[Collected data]
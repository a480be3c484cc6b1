//! Query criteria and browse ordering.

use serde::{Deserialize, Serialize};
use std::collections::btree_map;
use std::collections::BTreeMap;
use std::fmt;
use std::str::FromStr;

/// Required value for one metadata key.
#[derive(Debug, Clone, Default, PartialEq, Eq, Hash, Serialize, Deserialize)]
#[serde(rename_all = "lowercase", tag = "match", content = "value")]
pub enum CriterionValue {
    /// The key must be present, with any value.
    #[default]
    Any,
    /// The key must carry exactly this value.
    Exact(String),
}

impl CriterionValue {
    /// Whether a (possibly multi-valued) attribute satisfies this criterion.
    pub fn accepts(&self, values: &[String]) -> bool {
        match self {
            Self::Any => !values.is_empty(),
            Self::Exact(expected) => values.iter().any(|v| v == expected),
        }
    }
}

impl fmt::Display for CriterionValue {
    fn fmt(&self, f: &mut fmt::Formatter<'_>) -> fmt::Result {
        match self {
            Self::Any => write!(f, "*"),
            Self::Exact(value) => write!(f, "{value}"),
        }
    }
}

impl FromStr for CriterionValue {
    type Err = std::convert::Infallible;

    fn from_str(s: &str) -> Result<Self, Self::Err> {
        Ok(match s {
            "" | "*" => Self::Any,
            other => Self::Exact(other.to_string()),
        })
    }
}

/// Conjunction of per-key constraints handed to the metadata store.
#[derive(Debug, Clone, Default, PartialEq, Eq, Serialize, Deserialize)]
#[serde(transparent)]
pub struct Criteria(BTreeMap<String, CriterionValue>);

impl Criteria {
    pub fn new() -> Self {
        Self::default()
    }

    /// Add or replace the constraint for `key`.
    pub fn insert<K: Into<String>>(&mut self, key: K, value: CriterionValue) {
        self.0.insert(key.into(), value);
    }

    /// Builder-style variant of [`insert`](Self::insert).
    #[must_use]
    pub fn with<K: Into<String>>(mut self, key: K, value: CriterionValue) -> Self {
        self.insert(key, value);
        self
    }

    pub fn get(&self, key: &str) -> Option<&CriterionValue> {
        self.0.get(key)
    }

    pub fn is_empty(&self) -> bool {
        self.0.is_empty()
    }

    pub fn len(&self) -> usize {
        self.0.len()
    }

    pub fn iter(&self) -> btree_map::Iter<'_, String, CriterionValue> {
        self.0.iter()
    }

    /// Check the criteria against an attribute lookup.
    ///
    /// Empty criteria match everything.
    pub fn is_satisfied_by<'a, F>(&self, mut lookup: F) -> bool
    where
        F: FnMut(&str) -> &'a [String],
    {
        self.0.iter().all(|(key, value)| value.accepts(lookup(key)))
    }
}

impl<'a> IntoIterator for &'a Criteria {
    type Item = (&'a String, &'a CriterionValue);
    type IntoIter = btree_map::Iter<'a, String, CriterionValue>;

    fn into_iter(self) -> Self::IntoIter {
        self.0.iter()
    }
}

impl<K: Into<String>> FromIterator<(K, CriterionValue)> for Criteria {
    fn from_iter<I: IntoIterator<Item = (K, CriterionValue)>>(iter: I) -> Self {
        Self(iter.into_iter().map(|(k, v)| (k.into(), v)).collect())
    }
}

/// Ordering applied to query results before they are streamed.
#[derive(Debug, Clone, Copy, Default, PartialEq, Eq, Hash, Serialize, Deserialize)]
#[serde(rename_all = "lowercase")]
pub enum SortKey {
    /// Most recently modified first.
    #[default]
    Time,
    /// Alphabetical by title, falling back to name.
    Title,
}

impl fmt::Display for SortKey {
    fn fmt(&self, f: &mut fmt::Formatter<'_>) -> fmt::Result {
        match self {
            Self::Time => write!(f, "time"),
            Self::Title => write!(f, "title"),
        }
    }
}

impl FromStr for SortKey {
    type Err = crate::Error;

    fn from_str(s: &str) -> Result<Self, Self::Err> {
        match s {
            "time" => Ok(Self::Time),
            "title" => Ok(Self::Title),
            other => Err(crate::Error::invalid_input(format!(
                "unknown sort key '{other}' (expected 'time' or 'title')"
            ))),
        }
    }
}

/// Browse location given on the command line, as path segments.
#[derive(Debug, Clone, Default, PartialEq, Eq)]
pub struct PathScope(Vec<String>);

impl PathScope {
    /// Split a `/`-separated path, dropping empty segments.
    pub fn parse(path: &str) -> Self {
        Self(
            path.split('/')
                .filter(|segment| !segment.is_empty())
                .map(str::to_string)
                .collect(),
        )
    }

    pub fn segments(&self) -> &[String] {
        &self.0
    }

    pub fn is_root(&self) -> bool {
        self.0.is_empty()
    }

    /// Whether a stored `path` attribute lies inside this scope.
    pub fn contains(&self, path: &str) -> bool {
        let mut segments = path.split('/').filter(|segment| !segment.is_empty());
        self.0
            .iter()
            .all(|wanted| segments.next() == Some(wanted.as_str()))
    }
}

impl fmt::Display for PathScope {
    fn fmt(&self, f: &mut fmt::Formatter<'_>) -> fmt::Result {
        write!(f, "/{}", self.0.join("/"))
    }
}
//! Asset resolution against the local bithorde daemon.
//!
//! An [`AssetResolver`] accepts fingerprint lookups and reports each one's
//! [`ResolutionOutcome`] exactly once, asynchronously, as a [`Completion`]
//! sent on the channel supplied with the request. Completions arrive from a
//! background context in whatever order the daemon answers.
//!
//! # Module layout
//!
//! - [`protocol`] -- Newline-delimited JSON lookup messages.
//! - [`client`] -- [`BithordeResolver`], the process-wide connection.

pub mod client;
pub mod protocol;

#[cfg(test)]
pub(crate) mod testing;

use std::path::PathBuf;

use hordebrowse_common::{CandidateId, Fingerprint, Generation};
use tokio::sync::mpsc;

pub use client::{BithordeResolver, MAX_LINE_LENGTH};

/// Channel on which a resolver delivers completions.
pub type CompletionSender = mpsc::Sender<Completion>;

/// One lookup submitted on behalf of a query generation.
#[derive(Debug, Clone, PartialEq, Eq)]
pub struct ResolutionRequest {
    pub candidate: CandidateId,
    pub fingerprint: Fingerprint,
    pub generation: Generation,
}

impl ResolutionRequest {
    /// Build a request for a candidate, or `None` if it has no tiger fingerprint.
    pub fn for_candidate(candidate: CandidateId, generation: Generation) -> Option<Self> {
        let fingerprint = candidate.fingerprint()?;
        Some(Self {
            candidate,
            fingerprint,
            generation,
        })
    }
}

/// An asset the daemon can serve.
#[derive(Debug, Clone, PartialEq, Eq)]
pub struct ResolvedAsset {
    pub fingerprint: Fingerprint,
    pub size: Option<u64>,
}

/// Why a lookup did not produce an asset.
#[derive(Debug, Clone, PartialEq, Eq)]
pub enum FailureReason {
    /// The daemon does not know the asset.
    NotFound,
    /// The daemon answered with an error status.
    Rejected(String),
    /// The request was dropped by [`AssetResolver::clear`].
    Cancelled,
    /// The daemon connection is gone.
    Disconnected,
}

#[derive(Debug, Clone, PartialEq, Eq)]
pub enum ResolutionOutcome {
    Success(ResolvedAsset),
    Failure(FailureReason),
}

impl ResolutionOutcome {
    pub fn is_success(&self) -> bool {
        matches!(self, Self::Success(_))
    }
}

/// A finished lookup, echoing its request.
#[derive(Debug, Clone, PartialEq, Eq)]
pub struct Completion {
    pub request: ResolutionRequest,
    pub outcome: ResolutionOutcome,
}

/// A fingerprint lookup service.
///
/// `submit` never blocks. Every submitted request yields exactly one
/// [`Completion`] on `reply`, including requests dropped by `clear`, which
/// complete with [`FailureReason::Cancelled`]. Callers must still treat
/// completions from before a `clear` as stale: one may already be in flight.
pub trait AssetResolver: Send + Sync {
    fn submit(&self, request: ResolutionRequest, reply: CompletionSender);

    /// Abandon every pending request.
    fn clear(&self);
}

/// Resolver error types
#[derive(Debug, thiserror::Error)]
pub enum ResolverError {
    #[error("Failed to connect to bithorde at {path:?}: {source}")]
    Connect {
        path: PathBuf,
        #[source]
        source: std::io::Error,
    },

    #[error("Resolver startup failed: {0}")]
    Startup(String),

    #[error("IO error: {0}")]
    Io(#[from] std::io::Error),

    #[error("Protocol error: {0}")]
    Protocol(String),
}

Exercise directions: From the entries above, copy each line that holds "dropped".

Answer box:
    /// The request was dropped by [`AssetResolver::clear`].
/// [`Completion`] on `reply`, including requests dropped by `clear`, which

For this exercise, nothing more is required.